▶ **ASSIGNMENT**: Please give the listing underneath again, exactly as shown.

· · · · ·

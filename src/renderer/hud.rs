//! HUD overlay model
//!
//! Health bars, round scores, the intro countdown digit and the victory
//! banner, laid out for the default 1000x540 window.

use glam::Vec2;

use crate::settings::Settings;
use crate::sim::{Fighter, MatchState, PlayerSlot, Rect, RoundPhase, attack_hitbox};

/// Full-health bar size
pub const HEALTH_BAR_SIZE: Vec2 = Vec2::new(300.0, 30.0);
/// Top-left corners of the health bars
pub const HEALTH_BAR_ORIGINS: [Vec2; 2] = [Vec2::new(70.0, 25.0), Vec2::new(630.0, 25.0)];
/// Score text anchors
pub const SCORE_POSITIONS: [Vec2; 2] = [Vec2::new(7.0, 92.0), Vec2::new(900.0, 92.0)];
/// Score text size in points
pub const SCORE_FONT_SIZE: u32 = 30;

/// Colors for HUD elements
pub mod colors {
    pub const HEALTH_BACKGROUND: [f32; 4] = [1.0, 1.0, 1.0, 1.0];
    pub const HEALTH_FILL: [f32; 4] = [1.0, 0.0, 0.0, 1.0];
    pub const SCORE_TEXT: [f32; 4] = [1.0, 1.0, 1.0, 1.0];
    pub const BODY_OUTLINE: [f32; 4] = [0.2, 0.8, 0.4, 1.0];
    pub const HITBOX_OUTLINE: [f32; 4] = [1.0, 0.8, 0.2, 1.0];
}

/// One health bar: white background with a red fill from the left
#[derive(Debug, Clone, Copy, PartialEq)]
pub struct HealthBar {
    pub origin: Vec2,
    pub size: Vec2,
    /// Fill fraction, 0.0 - 1.0
    pub fill: f32,
}

impl HealthBar {
    fn for_fighter(fighter: &Fighter, max_health: u32) -> Self {
        let fill = fighter.health() as f32 / max_health as f32;
        Self {
            origin: HEALTH_BAR_ORIGINS[fighter.slot().index()],
            size: HEALTH_BAR_SIZE,
            fill: fill.clamp(0.0, 1.0),
        }
    }

    /// Width of the red part
    pub fn fill_width(&self) -> f32 {
        self.size.x * self.fill
    }
}

#[derive(Debug, Clone, Copy, PartialEq)]
pub struct ScoreText {
    pub value: u32,
    pub position: Vec2,
}

/// Everything drawn over the arena
#[derive(Debug, Clone, PartialEq)]
pub struct HudModel {
    pub health_bars: [HealthBar; 2],
    pub scores: [ScoreText; 2],
    /// Countdown digit while the intro is running (never the initial value)
    pub countdown: Option<u32>,
    /// Sole survivor of a finished round
    pub victory: Option<PlayerSlot>,
}

impl HudModel {
    pub fn new(state: &MatchState) -> Self {
        let max_health = state.tuning.max_health;
        let round = &state.round;

        let countdown = (round.phase == RoundPhase::Intro
            && round.intro_counter > 0
            && round.intro_counter < state.tuning.intro_count)
            .then_some(round.intro_counter);

        let victory = if round.is_round_over() {
            let alive: Vec<PlayerSlot> = PlayerSlot::ALL
                .into_iter()
                .filter(|slot| state.fighter(*slot).is_alive())
                .collect();
            match alive.as_slice() {
                [winner] => Some(*winner),
                _ => None,
            }
        } else {
            None
        };

        Self {
            health_bars: PlayerSlot::ALL
                .map(|slot| HealthBar::for_fighter(state.fighter(slot), max_health)),
            scores: PlayerSlot::ALL.map(|slot| ScoreText {
                value: round.score_of(slot),
                position: SCORE_POSITIONS[slot.index()],
            }),
            countdown,
            victory,
        }
    }
}

/// Debug outlines: every body, plus the hitbox of any fighter mid-swing
pub fn hitbox_overlay(state: &MatchState, settings: &Settings) -> Vec<(Rect, [f32; 4])> {
    if !settings.show_hitboxes {
        return Vec::new();
    }
    let mut outlines = Vec::with_capacity(4);
    for fighter in &state.fighters {
        outlines.push((fighter.body(), colors::BODY_OUTLINE));
        if fighter.combat().attacking.is_some() {
            let hitbox = attack_hitbox(&fighter.body(), fighter.facing(), state.tuning.attack_reach);
            outlines.push((hitbox, colors::HITBOX_OUTLINE));
        }
    }
    outlines
}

· · · · ·

▶ **TASK ANSWER**:
filename src/renderer/hud.rs
//! HUD overlay model
//!
//! Health bars, round scores, the intro countdown digit and the victory
//! banner, laid out for the default 1000x540 window.

use glam::Vec2;

use crate::settings::Settings;
use crate::sim::{Fighter, MatchState, PlayerSlot, Rect, RoundPhase, attack_hitbox};

/// Full-health bar size
pub const HEALTH_BAR_SIZE: Vec2 = Vec2::new(300.0, 30.0);
/// Top-left corners of the health bars
pub const HEALTH_BAR_ORIGINS: [Vec2; 2] = [Vec2::new(70.0, 25.0), Vec2::new(630.0, 25.0)];
/// Score text anchors
pub const SCORE_POSITIONS: [Vec2; 2] = [Vec2::new(7.0, 92.0), Vec2::new(900.0, 92.0)];
/// Score text size in points
pub const SCORE_FONT_SIZE: u32 = 30;

/// Colors for HUD elements
pub mod colors {
    pub const HEALTH_BACKGROUND: [f32; 4] = [1.0, 1.0, 1.0, 1.0];
    pub const HEALTH_FILL: [f32; 4] = [1.0, 0.0, 0.0, 1.0];
    pub const SCORE_TEXT: [f32; 4] = [1.0, 1.0, 1.0, 1.0];
    pub const BODY_OUTLINE: [f32; 4] = [0.2, 0.8, 0.4, 1.0];
    pub const HITBOX_OUTLINE: [f32; 4] = [1.0, 0.8, 0.2, 1.0];
}

/// One health bar: white background with a red fill from the left
#[derive(Debug, Clone, Copy, PartialEq)]
pub struct HealthBar {
    pub origin: Vec2,
    pub size: Vec2,
    /// Fill fraction, 0.0 - 1.0
    pub fill: f32,
}

impl HealthBar {
    fn for_fighter(fighter: &Fighter, max_health: u32) -> Self {
        let fill = fighter.health() as f32 / max_health as f32;
        Self {
            origin: HEALTH_BAR_ORIGINS[fighter.slot().index()],
            size: HEALTH_BAR_SIZE,
            fill: fill.clamp(0.0, 1.0),
        }
    }

    /// Width of the red part
    pub fn fill_width(&self) -> f32 {
        self.size.x * self.fill
    }
}

#[derive(Debug, Clone, Copy, PartialEq)]
pub struct ScoreText {
    pub value: u32,
    pub position: Vec2,
}

/// Everything drawn over the arena
#[derive(Debug, Clone, PartialEq)]
pub struct HudModel {
    pub health_bars: [HealthBar; 2],
    pub scores: [ScoreText; 2],
    /// Countdown digit while the intro is running (never the initial value)
    pub countdown: Option<u32>,
    /// Sole survivor of a finished round
    pub victory: Option<PlayerSlot>,
}

impl HudModel {
    pub fn new(state: &MatchState) -> Self {
        let max_health = state.tuning.max_health;
        let round = &state.round;

        let countdown = (round.phase == RoundPhase::Intro
            && round.intro_counter > 0
            && round.intro_counter < state.tuning.intro_count)
            .then_some(round.intro_counter);

        let victory = if round.is_round_over() {
            let alive: Vec<PlayerSlot> = PlayerSlot::ALL
                .into_iter()
                .filter(|slot| state.fighter(*slot).is_alive())
                .collect();
            match alive.as_slice() {
                [winner] => Some(*winner),
                _ => None,
            }
        } else {
            None
        };

        Self {
            health_bars: PlayerSlot::ALL
                .map(|slot| HealthBar::for_fighter(state.fighter(slot), max_health)),
            scores: PlayerSlot::ALL.map(|slot| ScoreText {
                value: round.score_of(slot),
                position: SCORE_POSITIONS[slot.index()],
            }),
            countdown,
            victory,
        }
    }
}

/// Debug outlines: every body, plus the hitbox of any fighter mid-swing
pub fn hitbox_overlay(state: &MatchState, settings: &Settings) -> Vec<(Rect, [f32; 4])> {
    if !settings.show_hitboxes {
        return Vec::new();
    }
    let mut outlines = Vec::with_capacity(4);
    for fighter in &state.fighters {
        outlines.push((fighter.body(), colors::BODY_OUTLINE));
        if fighter.combat().attacking.is_some() {
            let hitbox = attack_hitbox(&fighter.body(), fighter.facing(), state.tuning.attack_reach);
            outlines.push((hitbox, colors::HITBOX_OUTLINE));
        }
    }
    outlines
}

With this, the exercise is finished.